Think of it this way: what if the universe were run by a Chicago politician. Too horrible to contemplate! We live in a state of in-between – there is an echo of good but our fallen natures are corrupted through and through so we are not able to measure sin or goodness accurately. We hate some sin and some evil and some injustice, but find it possible to tolerate or even embrace other violations that don’t seem so bad to us, or that we are personally guilty of. Often we expect God to overlook in us what we condemn in others. We are not good. That’s why Jesus said to the rich young man, why do you call me good? No one is good except God alone.

So that’s the severity of God’s goodness, but when God describes His goodness, mercy and compassion is at the core of His definition. Turn one chapter over to Exodus 34. This is when Moses is hidden in the cleft of the rock and God passes by.

The Lord descended in the cloud and stood with him there, and proclaimed the name of the Lord. 6 The Lord passed before him and proclaimed, “The Lord, the Lord, a God merciful and gracious, slow to anger, and abounding in steadfast love and faithfulness, 7 keeping steadfast love for thousands, forgiving iniquity and transgression and sin, but who will by no means clear the guilty, visiting the iniquity of the fathers on the children and the children's children, to the third and the fourth generation.”

All God’s goodness passed by Moses, and the Lord proclaims His name as a God merciful and gracious, slow to anger and abounding in steadfast love and faithfulness, keeping steadfast love for thousands, forgiving iniquity and transgression and sin…God is compassionate, merciful, loving. That is at the core of God’s goodness. He forgives iniquity and sin. And yet, he by no means clears the guilty and visits the iniquity of the fathers on the children to the third and fourth generation. How can God forgive and not clear the guilty?
The answer is in Jonah 4, where Jonah tells God why he flees from the word of the Lord that called him to Ninevah because he knew if he brought the message of judgment to Ninevah and they repented that God would relent on His judgment because (and he quotes Ex. 34), I knew that you are a gracious God and merciful, slow to anger and abounding in steadfast love, and relenting from disaster. The grace and mercy are freely extended to those who turn from their sin and repent. God’s goodness loves to reach down to the outcast, the downtrodden, the brokenhearted, the weak. But His goodness will be a terror to those who harden their hearts and keep embracing their evil.
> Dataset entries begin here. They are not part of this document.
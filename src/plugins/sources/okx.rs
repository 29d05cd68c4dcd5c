use async_trait::async_trait;
use std::time::Duration;

use crate::element_finder::SelectorCascade;
use crate::extractor::RecordExtractor;
use crate::models::{Company, JobRecord};
use crate::plugins::listing::{scrape_listing, ListingProfile, LoadMore, Pacing};
use crate::plugins::traits::{SourceContext, SourcePlugin};
use crate::scraper::WaitCondition;
use crate::Result;

pub const LISTING_URL: &str = "https://www.okx.com/join-us/openings";

pub struct OkxSource {
    profile: ListingProfile,
}

impl OkxSource {
    pub fn new() -> Self {
        Self::with_listing_url(LISTING_URL)
    }

    pub fn with_listing_url(url: impl Into<String>) -> Self {
        let url = url.into();
        let profile = ListingProfile {
            wait: WaitCondition::NetworkIdle,
            ready: None,
            load_more: Some(LoadMore {
                selector: r#"[class*="load-more"]"#.to_string(),
                button_labels: vec!["load more".to_string(), "show all".to_string()],
                max_clicks: 10,
                delay: Duration::from_secs(1),
            }),
            pacing: Pacing {
                initial_settle: Duration::from_secs(3),
                scrolls: 10,
                scroll_delay: Duration::from_millis(500),
                final_settle: Duration::ZERO,
            },
            cascade: SelectorCascade::new([
                r#"[class*="job"]"#,
                r#"[class*="position"]"#,
                r#"[class*="opening"]"#,
                r#"a[href*="/job/"]"#,
            ])
            .with_fallback(r#"a[href*="job"], a[href*="position"], a[href*="opening"]"#),
            extractor: RecordExtractor::new(Company::Okx, url.clone()),
            url,
        };
        Self { profile }
    }
}

impl Default for OkxSource {
    fn default() -> Self {
        Self::new()
    }
}

#[async_trait]
impl SourcePlugin for OkxSource {
    fn company(&self) -> Company {
        Company::Okx
    }

    fn description(&self) -> &str {
        "OKX openings (expanded through its load-more control)"
    }

    async fn fetch(&self, ctx: &SourceContext) -> Result<Vec<JobRecord>> {
        scrape_listing(ctx, &self.profile).await
    }
}
use async_trait::async_trait;
use std::time::Duration;

use crate::element_finder::SelectorCascade;
use crate::extractor::RecordExtractor;
use crate::models::{Company, JobRecord};
use crate::plugins::listing::{scrape_listing, ListingProfile, Pacing};
use crate::plugins::traits::{SourceContext, SourcePlugin};
use crate::scraper::WaitCondition;
use crate::Result;

pub const LISTING_URL: &str = "https://www.binance.com/en/careers/job-openings?team=All";

/// Site navigation links that share the careers prefix with real postings.
const NAVIGATION_LINKS: [&str; 5] = ["/job-openings", "/team", "/culture", "/benefits", "/life"];

pub struct BinanceSource {
    profile: ListingProfile,
}

impl BinanceSource {
    pub fn new() -> Self {
        Self::with_listing_url(LISTING_URL)
    }

    pub fn with_listing_url(url: impl Into<String>) -> Self {
        let url = url.into();
        let profile = ListingProfile {
            wait: WaitCondition::DomContentLoaded,
            ready: None,
            load_more: None,
            pacing: Pacing {
                initial_settle: Duration::from_secs(5),
                scrolls: 10,
                scroll_delay: Duration::from_secs(1),
                final_settle: Duration::from_secs(2),
            },
            cascade: SelectorCascade::new([
                r#"a[href*="/careers/"][href*="detail"]"#,
                r#"a[href*="/en/careers/"]"#,
                r#"[data-testid*="job"]"#,
                ".job-item",
                r#"[class*="position"]"#,
            ])
            .with_fallback(r#"a[href*="/careers/"]"#),
            extractor: RecordExtractor::new(Company::Binance, url.clone()).excluding_links(NAVIGATION_LINKS),
            url,
        };
        Self { profile }
    }
}

impl Default for BinanceSource {
    fn default() -> Self {
        Self::new()
    }
}

#[async_trait]
impl SourcePlugin for BinanceSource {
    fn company(&self) -> Company {
        Company::Binance
    }

    fn description(&self) -> &str {
        "Binance careers listing (static page, lazy-loaded by scrolling)"
    }

    async fn fetch(&self, ctx: &SourceContext) -> Result<Vec<JobRecord>> {
        scrape_listing(ctx, &self.profile).await
    }
}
Just as Moses needed to be hidden in the cleft of the rock, God has provided a cleft of the rock for us to hide in, a place where we can see the goodness of God and live. That cleft is Jesus and we hide in him when we repent of our sin and put our trust in his saving work on the cross. God poured out His judgment for our sin on His Son so that those who by faith hide in Jesus will never need to experience God’s judgment because His justice has already been satisfied. God loves to show mercy. Forgiveness. Compassion. But we need to come to God in repentance for our sin to receive that mercy. Behold the mercy and severity of our God! Turn to God and repent and experience His good mercy.

An invitation to taste God’s goodness

Next week Matt will take us to Jesus’ description of himself as the Good Shepherd and then we will look at God’s promise to work all things together in our lives for good. I want to close with an invitation from

Psalm 34:
I will bless the Lord at all times; his praise shall continually be in my mouth.
2 My soul makes its boast in the Lord; let the humble hear and be glad.
3 Oh, magnify the Lord with me, and let us exalt his name together!
4 I sought the Lord, and he answered me and delivered me from all my fears.
5 Those who look to him are radiant, and their faces shall never be ashamed.
6 This poor man cried, and the Lord heard him and saved him out of all his troubles.
7 The angel of the Lord encamps around those who fear him, and delivers them.
8 Oh, taste and see that the Lord is good! Blessed is the man who takes refuge in him!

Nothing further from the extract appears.